Public Git hosting platforms impose storage and bandwidth limits on LFS. GitHub’s free tier includes 1 GB of LFS storage and 1 GB of bandwidth per month. For teams working with large binary assets — game development studios, ML teams with model weights, video production houses — these limits are quickly exceeded.

Cost control — storing terabytes of LFS objects on S3-compatible storage costs pennies per GB per month. Platform add-on pricing for extra LFS storage often exceeds $5/GB/month. Self-hosting on MinIO or local disks eliminates these recurring costs.

Bandwidth sovereignty — large binary downloads (model weights, game assets, video files) consume significant bandwidth. Self-hosting on your own network or a cost-effective cloud provider avoids platform bandwidth fees.

Data privacy — binary assets may contain proprietary designs, unreleased product assets, or sensitive data. Keeping LFS objects on your own infrastructure ensures they never traverse third-party servers.

Decoupled architecture — your Git repositories can live on any forge (GitHub, GitLab, Codeberg, Gitea) while LFS objects are stored on your dedicated server. This flexibility lets you migrate Git platforms without moving LFS data.

For lightweight Git platform alternatives, see our Gogs vs GitBucket vs OneDev comparison. For container artifact storage, check our Docker Registry guide.

FAQ

Can I use a standalone LFS server with GitHub-hosted repositories?

Yes. You can host your Git repository on GitHub while pointing LFS traffic to your own server.

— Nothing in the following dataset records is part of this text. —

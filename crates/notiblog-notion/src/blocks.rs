//! Block tree to Markdown conversion.
//!
//! A page body arrives as a tree of blocks. [`blocks_to_markdown`] walks the
//! tree and emits GitHub-flavoured Markdown: consecutive list items are
//! separated by single newlines, every other block by a blank line, and
//! nested children are indented under their list marker or prefixed inside
//! quotes. Block types without a Markdown form are skipped.

use serde::Deserialize;
use serde_json::{Map, Value};

/// One content block.
#[derive(Debug, Clone, Deserialize)]
pub struct Block {
    /// Block id
    pub id: String,

    /// Block type, also the key of its payload
    #[serde(rename = "type")]
    pub kind: String,

    /// Whether the block has nested children to fetch
    #[serde(default)]
    pub has_children: bool,

    /// Remaining fields, including the type-keyed payload
    #[serde(flatten)]
    pub data: Map<String, Value>,

    /// Fetched children
    #[serde(skip)]
    pub children: Vec<Block>,
}

impl Block {
    /// The type-specific payload object.
    pub fn payload(&self) -> Option<&Value> {
        self.data.get(&self.kind)
    }

    /// Rich-text segments of the payload under `key`.
    fn segments(&self, key: &str) -> Vec<RichText> {
        self.payload()
            .and_then(|p| p.get(key))
            .and_then(|v| serde_json::from_value(v.clone()).ok())
            .unwrap_or_default()
    }

    fn text(&self) -> String {
        rich_text_to_markdown(&self.segments("rich_text"))
    }

    fn plain_text(&self) -> String {
        self.segments("rich_text")
            .iter()
            .map(|s| s.plain_text.as_str())
            .collect()
    }

    fn payload_str(&self, pointer: &str) -> Option<&str> {
        self.payload()?.pointer(pointer)?.as_str()
    }

    fn payload_bool(&self, key: &str) -> bool {
        self.payload()
            .and_then(|p| p.get(key))
            .and_then(Value::as_bool)
            .unwrap_or(false)
    }

    /// Whether children should be fetched for this block. Child pages and
    /// databases are separate documents.
    pub fn wants_children(&self) -> bool {
        self.has_children && !matches!(self.kind.as_str(), "child_page" | "child_database")
    }
}

/// One rich-text segment.
#[derive(Debug, Clone, Default, Deserialize)]
pub struct RichText {
    /// Segment type: `text`, `mention` or `equation`
    #[serde(rename = "type", default)]
    pub kind: String,

    /// Unformatted text (the expression, for equations)
    #[serde(default)]
    pub plain_text: String,

    /// Link target
    #[serde(default)]
    pub href: Option<String>,

    /// Inline styling
    #[serde(default)]
    pub annotations: Annotations,
}

/// Inline styling of a rich-text segment.
#[derive(Debug, Clone, Copy, Default, Deserialize)]
#[serde(default)]
#[allow(missing_docs)]
pub struct Annotations {
    pub bold: bool,
    pub italic: bool,
    pub strikethrough: bool,
    pub underline: bool,
    pub code: bool,
}

/// Renders rich-text segments as inline Markdown.
///
/// ```
/// use notiblog_notion::blocks::{RichText, rich_text_to_markdown};
///
/// let segments: Vec<RichText> = serde_json::from_value(serde_json::json!([
///     { "type": "text", "plain_text": "plain " },
///     { "type": "text", "plain_text": "bold", "annotations": { "bold": true } }
/// ])).unwrap();
/// assert_eq!(rich_text_to_markdown(&segments), "plain **bold**");
/// ```
pub fn rich_text_to_markdown(segments: &[RichText]) -> String {
    segments.iter().map(segment_to_markdown).collect()
}

fn segment_to_markdown(segment: &RichText) -> String {
    if segment.kind == "equation" {
        return format!("${}$", segment.plain_text);
    }

    let a = segment.annotations;
    let mut text = if a.code {
        format!("`{}`", segment.plain_text)
    } else {
        segment.plain_text.clone()
    };
    if a.bold {
        text = wrap(&text, "**");
    }
    if a.italic {
        text = wrap(&text, "_");
    }
    if a.strikethrough {
        text = wrap(&text, "~~");
    }
    match &segment.href {
        Some(href) if !text.trim().is_empty() => format!("[{text}]({href})"),
        _ => text,
    }
}

/// Wraps the non-whitespace core of `text` in `marker`.
///
/// Emphasis markers next to whitespace do not parse, so surrounding
/// whitespace stays outside.
fn wrap(text: &str, marker: &str) -> String {
    let core = text.trim();
    if core.is_empty() {
        return text.to_string();
    }
    let start = text.len() - text.trim_start().len();
    let end = start + core.len();
    format!("{}{marker}{core}{marker}{}", &text[..start], &text[end..])
}

/// Renders a block tree as Markdown.
pub fn blocks_to_markdown(blocks: &[Block]) -> String {
    let mut out = String::new();
    let mut prev_was_list = false;
    let mut number = 0usize;

    for block in blocks {
        let is_list = is_list_item(block);
        number = if block.kind == "numbered_list_item" {
            number + 1
        } else {
            0
        };

        let Some(rendered) = render_block(block, number) else {
            continue;
        };
        if !out.is_empty() {
            out.push_str(if is_list && prev_was_list { "\n" } else { "\n\n" });
        }
        out.push_str(&rendered);
        prev_was_list = is_list;
    }

    out
}

fn is_list_item(block: &Block) -> bool {
    matches!(
        block.kind.as_str(),
        "bulleted_list_item" | "numbered_list_item" | "to_do"
    )
}

fn render_block(block: &Block, number: usize) -> Option<String> {
    let rendered = match block.kind.as_str() {
        "paragraph" => {
            let text = block.text();
            with_children(text, block)
        }
        "heading_1" | "heading_2" | "heading_3" => {
            let level = block.kind[block.kind.len() - 1..].parse::<usize>().unwrap_or(1);
            let heading = format!("{} {}", "#".repeat(level), block.text());
            with_children(heading, block)
        }
        "bulleted_list_item" => list_item("- ", block),
        "numbered_list_item" => list_item(&format!("{number}. "), block),
        "to_do" => {
            let marker = if block.payload_bool("checked") {
                "- [x] "
            } else {
                "- [ ] "
            };
            list_item(marker, block)
        }
        "quote" => quoted(block.text(), block),
        "callout" => {
            let text = match block.payload_str("/icon/emoji") {
                Some(emoji) => format!("{emoji} {}", block.text()),
                None => block.text(),
            };
            quoted(text, block)
        }
        "code" => {
            let language = match block.payload_str("/language") {
                Some("plain text") | None => "text",
                Some(language) => language,
            };
            format!("```{language}\n{}\n```", block.plain_text())
        }
        "equation" => format!("$$\n{}\n$$", block.payload_str("/expression").unwrap_or("")),
        "divider" => "---".to_string(),
        "image" => {
            let url = file_url(block)?;
            let caption = caption(block);
            format!("![{caption}]({url})")
        }
        "video" | "file" | "pdf" | "audio" => {
            let url = file_url(block)?;
            let caption = caption(block);
            let label = if caption.is_empty() { url.clone() } else { caption };
            format!("[{label}]({url})")
        }
        "bookmark" | "embed" | "link_preview" => {
            let url = block.payload_str("/url")?.to_string();
            let caption = caption(block);
            let label = if caption.is_empty() { url.clone() } else { caption };
            format!("[{label}]({url})")
        }
        "toggle" => {
            let body = blocks_to_markdown(&block.children);
            format!(
                "<details>\n<summary>{}</summary>\n\n{body}\n\n</details>",
                block.text()
            )
        }
        "table" => table(block),
        "column_list" | "column" | "synced_block" => blocks_to_markdown(&block.children),
        other => {
            tracing::debug!(block_id = %block.id, kind = other, "Skipping unsupported block");
            return None;
        }
    };

    (!rendered.trim().is_empty()).then_some(rendered)
}

/// Appends children after the block at the same level.
fn with_children(text: String, block: &Block) -> String {
    if block.children.is_empty() {
        return text;
    }
    let children = blocks_to_markdown(&block.children);
    if text.is_empty() {
        children
    } else {
        format!("{text}\n\n{children}")
    }
}

/// A list item with its children indented under the marker.
fn list_item(marker: &str, block: &Block) -> String {
    let mut item = format!("{marker}{}", block.text());
    if !block.children.is_empty() {
        let indent = " ".repeat(marker.len().clamp(2, 4));
        for line in blocks_to_markdown(&block.children).lines() {
            item.push('\n');
            if !line.is_empty() {
                item.push_str(&indent);
                item.push_str(line);
            }
        }
    }
    item
}

/// A block quote with its children quoted too.
fn quoted(text: String, block: &Block) -> String {
    let body = with_children(text, block);
    body.lines()
        .map(|line| {
            if line.is_empty() {
                ">".to_string()
            } else {
                format!("> {line}")
            }
        })
        .collect::<Vec<_>>()
        .join("\n")
}

fn file_url(block: &Block) -> Option<String> {
    block
        .payload_str("/external/url")
        .or_else(|| block.payload_str("/file/url"))
        .map(str::to_string)
}

fn caption(block: &Block) -> String {
    block
        .segments("caption")
        .iter()
        .map(|s| s.plain_text.as_str())
        .collect()
}

/// A pipe table from `table_row` children. The first row is the header.
fn table(block: &Block) -> String {
    let rows: Vec<Vec<String>> = block
        .children
        .iter()
        .filter(|row| row.kind == "table_row")
        .map(|row| {
            row.payload()
                .and_then(|p| p.get("cells"))
                .and_then(|v| serde_json::from_value::<Vec<Vec<RichText>>>(v.clone()).ok())
                .unwrap_or_default()
                .iter()
                .map(|cell| rich_text_to_markdown(cell).replace('|', "\\|"))
                .collect()
        })
        .collect();

    let Some(header) = rows.first() else {
        return String::new();
    };
    let width = rows.iter().map(Vec::len).max().unwrap_or(0).max(1);
    let line = |cells: &[String]| {
        let mut padded: Vec<&str> = cells.iter().map(String::as_str).collect();
        padded.resize(width, "");
        format!("| {} |", padded.join(" | "))
    };

    let mut lines = vec![line(header), format!("|{}", " --- |".repeat(width))];
    lines.extend(rows[1..].iter().map(|row| line(row)));
    lines.join("\n")
}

Configure the LFS endpoint in .lfsconfig or via git lfs set-url. GitHub will handle Git operations (push, pull, merge) while your standalone server handles LFS object uploads and downloads.

Is the Git LFS Test Server production-ready?

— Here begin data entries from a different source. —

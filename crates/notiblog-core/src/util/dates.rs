//! Date labels for post metadata.
//!
//! Remote records carry dates as ISO 8601 strings, either a bare date
//! (`2024-03-15`) or a full timestamp with offset
//! (`2024-03-15T14:30:00.000+09:00`). These helpers parse both and produce
//! the Korean-style labels the blog displays. Missing or unparseable input
//! always yields [`UNKNOWN_DATE`] instead of an error.

use chrono::{DateTime, Datelike, NaiveDate, NaiveDateTime, Timelike};

/// Label shown when a date is missing or cannot be parsed.
pub const UNKNOWN_DATE: &str = "미상";

const WEEKDAYS: [&str; 7] = ["월", "화", "수", "목", "금", "토", "일"];

/// Parse an ISO 8601 date or timestamp.
///
/// Timestamps keep the wall-clock time of their own offset.
pub fn parse_date(input: &str) -> Option<NaiveDateTime> {
    let input = input.trim();
    if let Ok(dt) = DateTime::parse_from_rfc3339(input) {
        return Some(dt.naive_local());
    }
    if let Ok(dt) = NaiveDateTime::parse_from_str(input, "%Y-%m-%dT%H:%M:%S%.f") {
        return Some(dt);
    }
    NaiveDate::parse_from_str(input, "%Y-%m-%d")
        .ok()
        .and_then(|d| d.and_hms_opt(0, 0, 0))
}

/// Format as `2024년 3월 15일`.
///
/// ```
/// use notiblog_core::util::dates::format_date;
///
/// assert_eq!(format_date(Some("2024-03-15")), "2024년 3월 15일");
/// assert_eq!(format_date(None), "미상");
/// ```
pub fn format_date(input: Option<&str>) -> String {
    match input.and_then(parse_date) {
        Some(dt) => date_label(&dt),
        None => UNKNOWN_DATE.to_string(),
    }
}

/// Format as `2024년 3월 15일 금요일`.
pub fn format_date_detailed(input: Option<&str>) -> String {
    match input.and_then(parse_date) {
        Some(dt) => {
            let weekday = WEEKDAYS[dt.weekday().num_days_from_monday() as usize];
            format!("{} {weekday}요일", date_label(&dt))
        }
        None => UNKNOWN_DATE.to_string(),
    }
}

/// Format as `2024년 3월 15일 오후 2:30`.
pub fn format_date_time(input: Option<&str>) -> String {
    match input.and_then(parse_date) {
        Some(dt) => {
            let (is_pm, hour) = dt.hour12();
            let meridiem = if is_pm { "오후" } else { "오전" };
            format!(
                "{} {meridiem} {hour}:{:02}",
                date_label(&dt),
                dt.minute()
            )
        }
        None => UNKNOWN_DATE.to_string(),
    }
}

/// Describe how long ago `input` was, relative to `now`.
///
/// Buckets: `오늘`, `어제`, `N일 전` (under a week), `N주 전` (under 30
/// days), `N개월 전` (under a year, 30-day months), `N년 전`. Dates in the
/// future count as today.
///
/// ```
/// use chrono::NaiveDate;
/// use notiblog_core::util::dates::format_relative_time;
///
/// let now = NaiveDate::from_ymd_opt(2024, 3, 20).unwrap().and_hms_opt(9, 0, 0).unwrap();
/// assert_eq!(format_relative_time(Some("2024-03-19"), now), "어제");
/// assert_eq!(format_relative_time(Some("2024-03-06"), now), "2주 전");
/// ```
pub fn format_relative_time(input: Option<&str>, now: NaiveDateTime) -> String {
    let Some(then) = input.and_then(parse_date) else {
        return UNKNOWN_DATE.to_string();
    };

    let days = (now - then).num_days().max(0);
    match days {
        0 => "오늘".to_string(),
        1 => "어제".to_string(),
        d if d < 7 => format!("{d}일 전"),
        d if d < 30 => format!("{}주 전", d / 7),
        d if d < 365 => format!("{}개월 전", d / 30),
        d => format!("{}년 전", d / 365),
    }
}

fn date_label(dt: &NaiveDateTime) -> String {
    format!("{}년 {}월 {}일", dt.year(), dt.month(), dt.day())
}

The maintainers explicitly label it as a “test server” and do not recommend it for production use. It lacks features like proper TLS handling, scalable storage backends, and robust authentication. Use Rudolfs or Giftless for production deployments. The LFS Test Server is best suited for local testing and development environments.

Which LFS server supports S3-compatible storage?

Giftless is the only one of the three with native S3 support. It can connect to MinIO, AWS S3, DigitalOcean Spaces, or any S3-compatible endpoint. Rudolfs and the LFS Test Server only support local filesystem storage. If you need cloud storage, Giftless is the clear choice.

How does Git LFS differ from Git submodules?

Git LFS replaces large files with pointer files inside the same repository, keeping a single repo with external binary storage. Git submodules reference external repositories entirely. LFS is better for binary assets that belong in your project; submodules are better for including separate codebases.

Can I migrate LFS objects from one server to another?

Yes. Use git lfs fetch --all to download all LFS objects locally, then point your .lfsconfig to the new server and git lfs push --all origin main to upload. Third-party tools like lfs-migrate can automate this process.

Does Rudolfs support resumable uploads?

No. Rudolfs uses the standard Git LFS batch API for uploads, which transfers the entire file in a single HTTP PUT request. Giftless supports resumable uploads via tus.io integration, which is useful for very large files (GB+) on unreliable connections.

Choosing the Right LFS Server

Choose Rudolfs if: You want a fast, lightweight, single-binary LFS server with minimal dependencies. Rust provides memory safety and excellent performance for high-throughput LFS operations.

Choose Giftless if: You need S3-compatible storage, pluggable authentication, or extensibility. Python makes it easy to customize storage backends and auth providers. The tus.io support handles large file uploads gracefully.

Choose LFS Test Server if: You need a quick, reference-quality LFS server for testing or light production use. The built-in admin interface simplifies user management. Do not use for high-traffic or security-sensitive deployments.